───── AVAILABLE DATA ─────

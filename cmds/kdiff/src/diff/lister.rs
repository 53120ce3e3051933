//! Discovery of live objects that no longer exist locally.

use std::{collections::HashSet, sync::Arc};

use async_trait::async_trait;
use thiserror::Error;
use tokio::task::{JoinError, JoinHandle};
use tracing::{debug, instrument, Instrument};

use crate::{
	k8s::remote::{ListQuery, RemoteClient, RemoteError},
	model::{K8sMeta, LocalObject, RemoteObject},
};

#[derive(Debug, Error)]
pub enum ListError {
	#[error("listing extra objects")]
	Remote(#[source] RemoteError),

	#[error("listing task panicked")]
	TaskPanicked(#[source] JoinError),
}

/// Two-phase listing: started before the per-object diffs, collected after.
#[async_trait]
pub trait Lister: Send {
	/// Begin listing. `known` are the identities that exist locally.
	fn start(&mut self, known: &[LocalObject], query: ListQuery);

	/// Objects found in the cluster but not in `known`, ordered by identity.
	async fn results(&mut self) -> Result<Vec<RemoteObject>, ListError>;
}

/// Lister used when deletions are not reported.
#[derive(Debug, Default)]
pub struct StubLister;

#[async_trait]
impl Lister for StubLister {
	fn start(&mut self, _known: &[LocalObject], _query: ListQuery) {}

	async fn results(&mut self) -> Result<Vec<RemoteObject>, ListError> {
		Ok(Vec::new())
	}
}

/// Lists in a background task so that the listing overlaps the diffs.
pub struct RemoteLister {
	remote: Arc<dyn RemoteClient>,
	task: Option<JoinHandle<Result<Vec<RemoteObject>, ListError>>>,
}

impl RemoteLister {
	pub fn new(remote: Arc<dyn RemoteClient>) -> Self {
		Self { remote, task: None }
	}
}

#[async_trait]
impl Lister for RemoteLister {
	#[instrument(skip_all, fields(known = known.len()))]
	fn start(&mut self, known: &[LocalObject], query: ListQuery) {
		let known: HashSet<_> = known.iter().map(|o| o.key().id()).collect();
		let remote = self.remote.clone();
		let task = async move {
			let listed = remote
				.list_objects(&query)
				.await
				.map_err(ListError::Remote)?;
			let mut extra: Vec<_> = listed
				.into_iter()
				.filter(|o| !known.contains(&o.key.id()))
				.collect();
			extra.sort_by_cached_key(|o| o.key.id());
			debug!(count = extra.len(), "found extra objects");
			Ok(extra)
		};
		self.task = Some(tokio::spawn(task.in_current_span()));
	}

	async fn results(&mut self) -> Result<Vec<RemoteObject>, ListError> {
		match self.task.take() {
			Some(task) => task.await.map_err(ListError::TaskPanicked)?,
			None => Ok(Vec::new()),
		}
	}
}

impl Drop for RemoteLister {
	fn drop(&mut self) {
		if let Some(task) = &self.task {
			task.abort();
		}
	}
}
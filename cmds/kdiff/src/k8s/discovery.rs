//! Kubernetes API resource discovery and caching.
//!
//! Discovery results are cached by GroupVersionKind so that lookups for
//! namespacing, plural names and listable types never hit the network again.

use std::{
	collections::{HashMap, HashSet},
	sync::Arc,
};

use kube::{
	core::GroupVersionKind,
	discovery::{oneshot::pinned_kind, verbs, ApiCapabilities, ApiResource, Scope},
	Client, Discovery,
};
use thiserror::Error;
use tokio::{sync::Semaphore, task::JoinSet};
use tracing::instrument;

use super::ResourceScope;
use crate::model::{K8sMeta, ObjectKey};

/// Errors that can occur during API resource discovery.
#[derive(Debug, Error)]
pub enum DiscoveryError {
	#[error("full API discovery failed")]
	FullDiscovery(#[source] kube::Error),

	#[error("discovery task panicked")]
	TaskPanicked(#[source] tokio::task::JoinError),

	#[error("failed to discover resource {api_version}/{kind}")]
	ResourceDiscovery {
		api_version: String,
		kind: String,
		#[source]
		source: kube::Error,
	},
}

/// Discovered API resource with scope and capabilities.
#[derive(Debug, Clone)]
pub struct DiscoveredResource {
	/// The kube ApiResource for making API calls.
	pub api_resource: ApiResource,
	/// Whether this resource is namespaced or cluster-wide.
	pub scope: ResourceScope,
	/// API capabilities (verbs, subresources, etc.)
	pub capabilities: ApiCapabilities,
}

impl DiscoveredResource {
	pub fn new(api_resource: ApiResource, capabilities: ApiCapabilities) -> Self {
		let scope = match capabilities.scope {
			Scope::Namespaced => ResourceScope::Namespaced,
			Scope::Cluster => ResourceScope::ClusterWide,
		};
		Self {
			api_resource,
			scope,
			capabilities,
		}
	}

	pub fn is_listable(&self) -> bool {
		self.capabilities.supports_operation(verbs::LIST)
	}
}

/// Cached API resource discovery results.
#[derive(Debug, Clone, Default)]
pub struct ApiResourceCache {
	resources: HashMap<GroupVersionKind, DiscoveredResource>,
	/// Preferred version of each group and kind, in discovery order.
	preferred: Vec<GroupVersionKind>,
}

impl ApiResourceCache {
	/// Maximum concurrent discovery requests for lazy fallback.
	const MAX_CONCURRENT_DISCOVERIES: usize = 8;

	/// Build the cache by querying the cluster's discovery API.
	///
	/// Uses the Aggregated Discovery API (K8s 1.26+) which requires only 2 API calls.
	/// Falls back to lazy discovery of only the specified keys for older clusters,
	/// unless `need_full_discovery` is true (listing extra objects needs every type).
	#[instrument(skip(client, required_keys), fields(key_count = required_keys.len(), need_full = need_full_discovery))]
	pub async fn build(
		client: &Client,
		required_keys: HashSet<GroupVersionKind>,
		need_full_discovery: bool,
	) -> Result<Self, DiscoveryError> {
		match Discovery::new(client.clone()).run_aggregated().await {
			Ok(discovery) => {
				tracing::debug!("using aggregated discovery");
				Ok(Self::from_discovery(&discovery))
			}
			Err(e) => {
				tracing::debug!(error = %e, "aggregated discovery not available");
				if need_full_discovery {
					Self::build_full(client).await
				} else {
					Self::build_lazy(client, required_keys).await
				}
			}
		}
	}

	/// Build cache using full discovery (N+2 API calls).
	#[instrument(skip(client))]
	async fn build_full(client: &Client) -> Result<Self, DiscoveryError> {
		let discovery = Discovery::new(client.clone())
			.run()
			.await
			.map_err(DiscoveryError::FullDiscovery)?;
		Ok(Self::from_discovery(&discovery))
	}

	fn from_discovery(discovery: &Discovery) -> Self {
		// Versions come in preference order, so the first version seen for a
		// group and kind is the one to list with
		Self::from_resources(discovery.groups().flat_map(|group| {
			group
				.versions()
				.flat_map(|ver| group.versioned_resources(ver))
				.collect::<Vec<_>>()
		}))
	}

	/// Build a cache from resources in preference order.
	pub fn from_resources(
		resources: impl IntoIterator<Item = (ApiResource, ApiCapabilities)>,
	) -> Self {
		let mut cache = Self::default();
		let mut seen_kinds = HashSet::new();
		for (ar, caps) in resources {
			let gvk = GroupVersionKind::gvk(&ar.group, &ar.version, &ar.kind);
			if seen_kinds.insert((ar.group.clone(), ar.kind.clone())) {
				cache.preferred.push(gvk.clone());
			}
			cache.resources.insert(gvk, DiscoveredResource::new(ar, caps));
		}
		cache
	}

	/// Build cache lazily by discovering only the specified resource keys.
	#[instrument(skip(client, keys), fields(key_count = keys.len()))]
	async fn build_lazy(
		client: &Client,
		keys: HashSet<GroupVersionKind>,
	) -> Result<Self, DiscoveryError> {
		let semaphore = Arc::new(Semaphore::new(Self::MAX_CONCURRENT_DISCOVERIES));
		let mut join_set = JoinSet::new();

		for gvk in keys {
			let client = client.clone();
			let sem = semaphore.clone();

			join_set.spawn(async move {
				// The semaphore is never closed, a failed acquire just runs unbounded
				let _permit = sem.acquire_owned().await.ok();
				tracing::debug!(
					api_version = %gvk.api_version(),
					kind = %gvk.kind,
					"discovering resource"
				);
				match pinned_kind(&client, &gvk).await {
					Ok(found) => Ok(found),
					Err(e) => Err((gvk, e)),
				}
			});
		}

		let mut found = Vec::new();
		let mut errors = Vec::new();
		while let Some(result) = join_set.join_next().await {
			match result.map_err(DiscoveryError::TaskPanicked)? {
				Ok(resource) => found.push(resource),
				Err((gvk, e)) => {
					tracing::warn!(
						api_version = %gvk.api_version(),
						kind = %gvk.kind,
						error = %e,
						"failed to discover resource"
					);
					errors.push((gvk, e));
				}
			}
		}

		if found.is_empty() && !errors.is_empty() {
			let (gvk, e) = errors.remove(0);
			return Err(DiscoveryError::ResourceDiscovery {
				api_version: gvk.api_version(),
				kind: gvk.kind,
				source: e,
			});
		}

		// Keep a stable order for the preferred list
		found.sort_by(|(a, _), (b, _)| {
			(&a.group, &a.kind, &a.version).cmp(&(&b.group, &b.kind, &b.version))
		});
		Ok(Self::from_resources(found))
	}

	/// Look up a resource by its GroupVersionKind.
	pub fn lookup(&self, gvk: &GroupVersionKind) -> Option<&DiscoveredResource> {
		self.resources.get(gvk)
	}

	/// Listable resources, one per group and kind, in preferred version.
	pub fn listable(&self) -> impl Iterator<Item = &DiscoveredResource> {
		self.preferred
			.iter()
			.filter_map(|gvk| self.resources.get(gvk))
			.filter(|d| d.is_listable())
	}

	/// Namespacing of a key's type, `None` when the cluster does not serve it.
	pub fn is_namespaced(&self, key: &ObjectKey) -> Option<bool> {
		self.lookup(&key.gvk())
			.map(|d| d.scope == ResourceScope::Namespaced)
	}

	/// Name used for an object in diff headers and log lines.
	///
	/// Format: `<plural> <name>[ -n <namespace>][ (source <component>)]`.
	/// Types the cluster does not serve fall back to the lowercased kind.
	pub fn display_name(&self, meta: &dyn K8sMeta) -> String {
		let key = meta.key();
		let plural = self.lookup(&key.gvk()).map_or_else(
			|| key.kind.to_lowercase(),
			|d| d.api_resource.plural.clone(),
		);
		let mut out = format!("{} {}", plural, key.name);
		if let Some(ns) = &key.namespace {
			out.push_str(" -n ");
			out.push_str(ns);
		}
		if let Some(component) = meta.component() {
			out.push_str(" (source ");
			out.push_str(component);
			out.push(')');
		}
		out
	}
}

#[cfg(test)]
pub(crate) mod tests {
	use super::*;
	use crate::model::RemoteObject;

	pub(crate) fn resource(
		group: &str,
		version: &str,
		kind: &str,
		plural: &str,
		scope: Scope,
	) -> (ApiResource, ApiCapabilities) {
		let gvk = GroupVersionKind::gvk(group, version, kind);
		(
			ApiResource::from_gvk_with_plural(&gvk, plural),
			ApiCapabilities {
				scope,
				subresources: vec![],
				operations: vec![verbs::GET.to_string(), verbs::LIST.to_string()],
			},
		)
	}

	pub(crate) fn test_cache() -> ApiResourceCache {
		ApiResourceCache::from_resources(vec![
			resource("", "v1", "ConfigMap", "configmaps", Scope::Namespaced),
			resource("", "v1", "Secret", "secrets", Scope::Namespaced),
			resource("", "v1", "Namespace", "namespaces", Scope::Cluster),
			resource("apps", "v1", "Deployment", "deployments", Scope::Namespaced),
			resource("autoscaling", "v2", "HorizontalPodAutoscaler", "horizontalpodautoscalers", Scope::Namespaced),
			resource("autoscaling", "v1", "HorizontalPodAutoscaler", "horizontalpodautoscalers", Scope::Namespaced),
		])
	}

	fn key(group: &str, version: &str, kind: &str, namespace: Option<&str>, name: &str) -> ObjectKey {
		ObjectKey {
			group: group.to_string(),
			version: version.to_string(),
			kind: kind.to_string(),
			namespace: namespace.map(str::to_string),
			name: name.to_string(),
		}
	}

	#[test]
	fn test_is_namespaced() {
		let cache = test_cache();
		assert_eq!(cache.is_namespaced(&key("", "v1", "ConfigMap", None, "x")), Some(true));
		assert_eq!(cache.is_namespaced(&key("", "v1", "Namespace", None, "x")), Some(false));
		assert_eq!(cache.is_namespaced(&key("example.com", "v1", "Widget", None, "x")), None);
	}

	#[test]
	fn test_listable_uses_preferred_version() {
		let cache = test_cache();
		let hpas: Vec<_> = cache
			.listable()
			.filter(|d| d.api_resource.kind == "HorizontalPodAutoscaler")
			.map(|d| d.api_resource.version.clone())
			.collect();
		assert_eq!(hpas, vec!["v2"]);
		assert_eq!(cache.listable().count(), 5);
	}

	#[test]
	fn test_listable_skips_unlistable() {
		let (ar, mut caps) = resource("", "v1", "Binding", "bindings", Scope::Namespaced);
		caps.operations = vec![verbs::CREATE.to_string()];
		let cache = ApiResourceCache::from_resources(vec![(ar, caps)]);
		assert_eq!(cache.listable().count(), 0);
	}

	#[test]
	fn test_display_name() {
		let cache = test_cache();
		let ob = RemoteObject {
			key: key("apps", "v1", "Deployment", Some("web"), "app"),
			component: Some("frontend".to_string()),
		};
		assert_eq!(
			cache.display_name(&ob),
			"deployments app -n web (source frontend)"
		);

		let ob = RemoteObject {
			key: key("example.com", "v1", "Widget", None, "w"),
			component: None,
		};
		assert_eq!(cache.display_name(&ob), "widget w");
	}
}
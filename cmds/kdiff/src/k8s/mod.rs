//! Kubernetes access for fetching and listing live objects.
//!
//! This module provides native Kubernetes API access using kube-rs,
//! avoiding the need to shell out to kubectl.

pub mod client;
pub mod discovery;
pub mod pristine;
pub mod remote;

/// Kubernetes API resource scope.
#[derive(Debug, Clone, Copy, PartialEq, Eq)]
pub enum ResourceScope {
	/// Resource is namespaced (e.g., Deployment, ConfigMap).
	Namespaced,

	/// Resource is cluster-wide (e.g., Namespace, ClusterRole).
	ClusterWide,
}
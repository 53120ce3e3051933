//! Dependency ordering of objects.
//!
//! Objects are ordered so that anything another object may depend on
//! (namespaces, CRDs, RBAC, config) comes first, and admission webhooks come
//! last so they cannot block the objects they would validate.

use crate::model::{K8sMeta, ObjectKey};

/// Kinds in the order they should be processed.
const KIND_ORDER: &[&str] = &[
	"Namespace",
	"CustomResourceDefinition",
	"StorageClass",
	"ServiceAccount",
	"PodSecurityPolicy",
	"Role",
	"ClusterRole",
	"RoleBinding",
	"ClusterRoleBinding",
	"ConfigMap",
	"Secret",
	"PersistentVolume",
	"PersistentVolumeClaim",
	"LimitRange",
	"ResourceQuota",
	"Service",
	"DaemonSet",
	"Pod",
	"ReplicationController",
	"ReplicaSet",
	"Deployment",
	"HorizontalPodAutoscaler",
	"StatefulSet",
	"Job",
	"CronJob",
	"Ingress",
	"APIService",
];

const LAST_KINDS: &[&str] = &[
	"MutatingWebhookConfiguration",
	"ValidatingWebhookConfiguration",
];

fn rank(key: &ObjectKey, is_namespaced: &impl Fn(&ObjectKey) -> bool) -> usize {
	if let Some(pos) = KIND_ORDER.iter().position(|k| *k == key.kind) {
		return pos;
	}
	if let Some(pos) = LAST_KINDS.iter().position(|k| *k == key.kind) {
		return KIND_ORDER.len() + 2 + pos;
	}
	if is_namespaced(key) {
		KIND_ORDER.len() + 1
	} else {
		KIND_ORDER.len()
	}
}

/// Sort objects in dependency order.
///
/// The order is total and stable: ties on kind rank are broken by group,
/// kind, namespace and name. Namespacing of kinds missing from the rank table
/// comes from `is_namespaced`.
pub fn sort<T: K8sMeta>(objects: &mut [T], is_namespaced: impl Fn(&ObjectKey) -> bool) {
	objects.sort_by_cached_key(|o| {
		let key = o.key();
		(
			rank(key, &is_namespaced),
			key.group.clone(),
			key.kind.clone(),
			key.namespace.clone(),
			key.name.clone(),
		)
	});
}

─────

PROMPT - From the records above, report the number of lines that hold the string "Kubernetes" and add nothing.

REPLY TO THE EXERCISE - 4